◆ **How to complete this task**: Search the records for the string "compatible", and show each line where it appears.
::: Material provided
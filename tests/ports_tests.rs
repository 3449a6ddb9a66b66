use lan_miner_scan::ports::{load_ports_from_path, parse_ports_str, resolve_ports};
use std::io::Write;

#[test]
fn parse_lines_ranges_and_comments() {
    let input = r#"
        # miner API ports
        4028
        4029-4031, 4028  # duplicate
        # blank line follows

    "#;

    let ports = parse_ports_str(input).expect("parse ok");
    assert_eq!(ports, vec![4028, 4029, 4030, 4031]);
}

#[test]
fn invalid_port_rejected() {
    assert!(parse_ports_str("0\n").is_err());
    assert!(parse_ports_str("4028-").is_err());
}

#[test]
fn ports_file_is_loaded() {
    let path = std::env::temp_dir().join(format!("lan-miner-scan-ports-{}.txt", std::process::id()));
    {
        let mut f = std::fs::File::create(&path).unwrap();
        writeln!(f, "4028\n4040 # second rig").unwrap();
    }
    assert_eq!(load_ports_from_path(&path).unwrap(), vec![4028, 4040]);
    assert_eq!(resolve_ports(path.to_str().unwrap()).unwrap(), vec![4028, 4040]);
    std::fs::remove_file(&path).unwrap();
}

#[test]
fn missing_ports_file_is_an_error() {
    assert!(load_ports_from_path("/definitely/not/here/ports.txt").is_err());
}
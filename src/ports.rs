use anyhow::{bail, Context, Result};
use std::collections::HashSet;
use std::fs;
use std::path::Path;

use crate::scanner::DEFAULT_PORT;

/// Parse a port list into deduplicated TCP ports (1..=65535), keeping first-seen order.
///
/// Entries are separated by commas or newlines. Each entry is a port (`4028`)
/// or an inclusive range (`4028-4030`). Text after `#` on a line is ignored.
pub fn parse_ports_str(s: &str) -> Result<Vec<u16>> {
    let mut out: Vec<u16> = Vec::new();
    let mut seen = HashSet::new();

    for (idx, raw_line) in s.lines().enumerate() {
        let line_no = idx + 1;
        let line = raw_line.split('#').next().unwrap_or("");
        for entry in line.split(',').map(str::trim).filter(|e| !e.is_empty()) {
            let (start, end) = match entry.split_once('-') {
                Some((a, b)) => (
                    parse_port(a.trim())
                        .with_context(|| format!("line {line_no}: bad range start in {entry:?}"))?,
                    parse_port(b.trim())
                        .with_context(|| format!("line {line_no}: bad range end in {entry:?}"))?,
                ),
                None => {
                    let p = parse_port(entry)
                        .with_context(|| format!("line {line_no}: bad port {entry:?}"))?;
                    (p, p)
                }
            };
            if start > end {
                bail!("line {line_no}: invalid range {start}-{end} (start > end)");
            }
            for p in start..=end {
                if seen.insert(p) {
                    out.push(p);
                }
            }
        }
    }

    Ok(out)
}

/// Load a port list from a file.
pub fn load_ports_from_path(path: impl AsRef<Path>) -> Result<Vec<u16>> {
    let content = fs::read_to_string(path.as_ref())
        .with_context(|| format!("failed to read ports file: {}", path.as_ref().display()))?;
    parse_ports_str(&content)
}

/// Resolve a `--ports` argument: a file path if one exists, otherwise an inline list.
/// An empty result falls back to [`default_ports`].
pub fn resolve_ports(arg: &str) -> Result<Vec<u16>> {
    let path = Path::new(arg);
    let ports = if path.is_file() {
        load_ports_from_path(path)?
    } else {
        parse_ports_str(arg)?
    };
    Ok(if ports.is_empty() { default_ports() } else { ports })
}

/// Miners expose their API on 4028 unless reconfigured.
pub fn default_ports() -> Vec<u16> {
    vec![DEFAULT_PORT]
}

fn parse_port(s: &str) -> Result<u16> {
    let val: u32 = s.parse::<u32>().map_err(|e| anyhow::anyhow!(e))?;
    if val == 0 || val > 65535 {
        bail!("port out of range: {val}");
    }
    Ok(val as u16)
}

#[cfg(test)]
mod tests {
    use super::*;

    #[test]
    fn comma_list_with_range() {
        let ports = parse_ports_str("4028, 4029-4031,80").unwrap();
        assert_eq!(ports, vec![4028, 4029, 4030, 4031, 80]);
    }

    #[test]
    fn lines_comments_and_dedup() {
        let ports = parse_ports_str("4028 # cgminer\n4028\n\n4027-4028\n").unwrap();
        assert_eq!(ports, vec![4028, 4027]);
    }

    #[test]
    fn reversed_range_rejected() {
        assert!(parse_ports_str("4030-4029").is_err());
    }

    #[test]
    fn out_of_range_rejected() {
        assert!(parse_ports_str("70000").is_err());
        assert!(parse_ports_str("0").is_err());
        assert!(parse_ports_str("abc").is_err());
    }

    #[test]
    fn empty_list_uses_default() {
        assert_eq!(resolve_ports(" , ").unwrap(), vec![4028]);
    }
}
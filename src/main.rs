use std::fs::{self, File};
use std::path::{Path, PathBuf};
use std::time::Duration;

use ::time::{format_description::well_known, OffsetDateTime};
use anyhow::{bail, Context, Result};
use clap::Parser;
use tokio::task::JoinSet;
use tokio_util::sync::CancellationToken;
use tracing_subscriber::{fmt, EnvFilter};

use lan_miner_scan::ApiError;
use lan_miner_scan::client::{ClientOptions, MinerClient, MinerEndpoint, DEFAULT_CONNECT_TIMEOUT};
use lan_miner_scan::netdetect::{self, ScanTarget};
use lan_miner_scan::ports;
use lan_miner_scan::scanner::{ScanOptions, Scanner, DEFAULT_CONCURRENCY};
use lan_miner_scan::types::{HostReport, ScanReport};

/// lan-miner-scan — find cgminer-compatible miners on the LAN and report their status.
#[derive(Debug, Clone, Parser)]
#[command(
    name = "lan-miner-scan",
    version,
    about = "Find cgminer-compatible miners on the LAN and report their status.",
    long_about = None
)]
struct Cli {
    /// IPv4 addresses or CIDR blocks (e.g. 10.0.0.5 192.168.1.0/24). If none are
    /// given, the locally attached IPv4 networks are scanned.
    #[arg(value_name = "TARGET")]
    targets: Vec<String>,

    /// Additional target; may be repeated.
    #[arg(short = 'm', long = "miner", value_name = "TARGET")]
    miners: Vec<String>,

    /// File with targets, one per line (`#` starts a comment).
    #[arg(long = "targets-file")]
    targets_file: Option<PathBuf>,

    /// Ports to probe: inline list (`4028,4029-4030`) or path to a ports file.
    #[arg(long, default_value = "4028")]
    ports: String,

    /// Max concurrent probe tasks.
    #[arg(long, default_value_t = DEFAULT_CONCURRENCY)]
    concurrency: usize,

    /// Probe connect timeout in milliseconds.
    #[arg(long = "timeout-ms", default_value_t = 2000)]
    timeout_ms: u64,

    /// Maximum wait for a miner API reply in milliseconds.
    #[arg(long = "read-timeout-ms", default_value_t = 5000)]
    read_timeout_ms: u64,

    /// Query summary, devices and pools from every host found.
    #[arg(long, default_value_t = false)]
    query: bool,

    /// Write the report as pretty JSON to this path (optional).
    #[arg(long)]
    output: Option<PathBuf>,

    /// More logging (-v info, -vv debug, -vvv trace). RUST_LOG overrides.
    #[arg(short, long, action = clap::ArgAction::Count)]
    verbose: u8,
}

#[tokio::main]
async fn main() -> Result<()> {
    let cli = Cli::parse();
    init_logging(cli.verbose);
    tracing::debug!("parsed CLI arguments: {:?}", cli);

    let ports = ports::resolve_ports(&cli.ports)?;
    let targets = collect_targets(&cli)?;

    println!("lan-miner-scan configuration:");
    println!(
        "  targets      : {}",
        targets.iter().map(ToString::to_string).collect::<Vec<_>>().join(", ")
    );
    println!("  ports        : {:?}", ports);
    println!("  concurrency  : {}", cli.concurrency);
    println!("  timeout_ms   : {}", cli.timeout_ms);
    println!("  query        : {}", cli.query);
    println!(
        "  output       : {}",
        cli.output
            .as_ref()
            .map(|p| p.display().to_string())
            .unwrap_or_else(|| "<none>".to_string())
    );
    println!(
        "Total addresses: {}",
        targets.iter().map(ScanTarget::len).sum::<u64>()
    );

    // Ctrl-C stops admitting new probes; running ones finish.
    let cancel = CancellationToken::new();
    let cancel_ctrlc = cancel.clone();
    tokio::spawn(async move {
        if tokio::signal::ctrl_c().await.is_ok() {
            tracing::warn!("interrupted, waiting for running probes");
            cancel_ctrlc.cancel();
        }
    });

    let scanner = Scanner::new(ScanOptions {
        ports: ports.clone(),
        concurrency: cli.concurrency,
        timeout: Duration::from_millis(cli.timeout_ms),
    });
    let (live, stats) = scanner.scan_with_cancel(&targets, cancel).await;
    let live_hosts = live.to_sorted_vec();

    println!("\nHosts answering on {:?}:", ports);
    for ip in &live_hosts {
        println!("  ... {ip}");
    }
    println!(
        "Total unique hosts found: {} (probed {}, failed {})",
        live_hosts.len(),
        stats.dispatched,
        stats.failed
    );

    let mut hosts = Vec::new();
    if cli.query && !live_hosts.is_empty() {
        let options = ClientOptions {
            connect_timeout: DEFAULT_CONNECT_TIMEOUT,
            read_timeout: Duration::from_millis(cli.read_timeout_ms),
        };
        hosts = query_hosts(&live_hosts, ports[0], options).await;
        print_results_table(&hosts);
    }

    if let Some(path) = cli.output.as_deref() {
        let report = ScanReport {
            timestamp: now_iso_like(),
            targets: targets.iter().map(ToString::to_string).collect(),
            ports,
            addresses_probed: stats.dispatched,
            live_hosts,
            hosts,
        };
        match write_results_json(path, &report) {
            Ok(()) => println!("Wrote JSON results to {}", path.display()),
            Err(e) => eprintln!("Failed to write JSON to {}: {e:#}", path.display()),
        }
    }

    Ok(())
}

fn init_logging(verbose: u8) {
    let log_level = match verbose {
        0 => "warn",
        1 => "info",
        2 => "debug",
        _ => "trace",
    };
    let env_filter =
        EnvFilter::try_from_default_env().unwrap_or_else(|_| EnvFilter::new(log_level));
    fmt::Subscriber::builder()
        .with_env_filter(env_filter)
        .with_writer(std::io::stderr)
        .with_target(false)
        .compact()
        .init();
}

/// Gather targets from arguments, `-m` and the targets file, falling back to
/// the local networks. Bad tokens are reported and skipped.
fn collect_targets(cli: &Cli) -> Result<Vec<ScanTarget>> {
    let mut tokens: Vec<String> = cli.targets.iter().chain(&cli.miners).cloned().collect();
    if let Some(path) = cli.targets_file.as_deref() {
        let content = fs::read_to_string(path)
            .with_context(|| format!("failed to read targets file: {}", path.display()))?;
        tokens.extend(
            content
                .lines()
                .filter_map(|l| l.split('#').next())
                .flat_map(str::split_whitespace)
                .map(str::to_string),
        );
    }

    if tokens.is_empty() {
        let cidrs = netdetect::detect_local_cidrs().context("failed to detect local networks")?;
        if cidrs.is_empty() {
            bail!("no targets given and no local IPv4 network found");
        }
        println!("Searching for miners on the local network(s)...");
        return Ok(cidrs.into_iter().map(ScanTarget::Block).collect());
    }

    let (targets, errors) = netdetect::parse_targets(tokens.iter().map(String::as_str));
    for e in &errors {
        tracing::warn!("skipping target: {e}");
    }
    if targets.is_empty() {
        bail!("none of the {} target(s) is a valid IPv4 address or CIDR block", tokens.len());
    }
    Ok(targets)
}

async fn query_hosts(ips: &[String], port: u16, options: ClientOptions) -> Vec<HostReport> {
    let mut set = JoinSet::new();
    for ip in ips {
        let client = MinerClient::with_options(MinerEndpoint::new(ip.clone(), port), options);
        set.spawn(query_host(client));
    }
    let mut reports = Vec::with_capacity(ips.len());
    while let Some(res) = set.join_next().await {
        match res {
            Ok(r) => reports.push(r),
            Err(e) => tracing::warn!("query task failed: {e}"),
        }
    }
    reports.sort_by_key(|r| {
        r.ip.parse::<std::net::Ipv4Addr>()
            .map(u32::from)
            .unwrap_or(u32::MAX)
    });
    reports
}

async fn query_host(client: MinerClient) -> HostReport {
    let mut report = HostReport {
        ip: client.endpoint().host.clone(),
        ..HostReport::default()
    };
    // Sequential: each call is its own connection and some miners serve one at a time.
    match client.summary().await {
        Ok(s) => report.summary = Some(s),
        Err(e) => note_failure(&mut report, client.endpoint(), "summary", e),
    }
    match client.devices().await {
        Ok(d) => report.devices = d,
        Err(e) => note_failure(&mut report, client.endpoint(), "devs", e),
    }
    match client.pools().await {
        Ok(p) => report.pools = p,
        Err(e) => note_failure(&mut report, client.endpoint(), "pools", e),
    }
    report
}

fn note_failure(report: &mut HostReport, endpoint: &MinerEndpoint, what: &str, e: ApiError) {
    tracing::warn!(%endpoint, "{what} failed: {e}");
    report.error.get_or_insert_with(|| format!("{what}: {e}"));
}

fn print_results_table(hosts: &[HostReport]) {
    let ip_w = hosts.iter().map(|h| h.ip.len()).max().unwrap_or(0).max("ip".len());
    let (acc_w, rej_w, mhs_w, dev_w) = (8usize, 8usize, 12usize, 4usize);

    println!("\nMiner status: {}", hosts.len());
    println!(
        "{:<ip_w$}  {:>acc_w$}  {:>rej_w$}  {:>mhs_w$}  {:>dev_w$}  {}",
        "ip", "accepted", "rejected", "MHS av", "devs", "pool / error",
    );
    println!(
        "{:-<ip_w$}  {:-<acc_w$}  {:-<rej_w$}  {:-<mhs_w$}  {:-<dev_w$}  {:-<12}",
        "", "", "", "", "", "",
    );
    for h in hosts {
        let (acc, rej, mhs) = match &h.summary {
            Some(s) => (s.accepted.to_string(), s.rejected.to_string(), format!("{:.2}", s.mhs_av)),
            None => ("-".into(), "-".into(), "-".into()),
        };
        let tail = match &h.error {
            Some(e) => e.clone(),
            None => h
                .pools
                .iter()
                .find(|p| p.stratum_active || p.status == "Alive")
                .map(|p| format!("#{} {}", p.pool, p.url))
                .unwrap_or_default(),
        };
        let tail: String = tail.chars().take(60).collect();
        println!(
            "{:<ip_w$}  {:>acc_w$}  {:>rej_w$}  {:>mhs_w$}  {:>dev_w$}  {}",
            h.ip,
            acc,
            rej,
            mhs,
            h.devices.len(),
            tail,
        );
    }
}

fn write_results_json(path: &Path, report: &ScanReport) -> Result<()> {
    let file = File::create(path)?;
    serde_json::to_writer_pretty(file, report)?;
    Ok(())
}

fn now_iso_like() -> String {
    let now = OffsetDateTime::now_utc();
    now.format(&well_known::Rfc3339)
        .unwrap_or_else(|_| String::from("1970-01-01T00:00:00Z"))
}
::::::
◆ **Exercise response**:
/// lan-miner-scan — find cgminer-compatible miners on the LAN and report their status.
    about = "Find cgminer-compatible miners on the LAN and report their status.",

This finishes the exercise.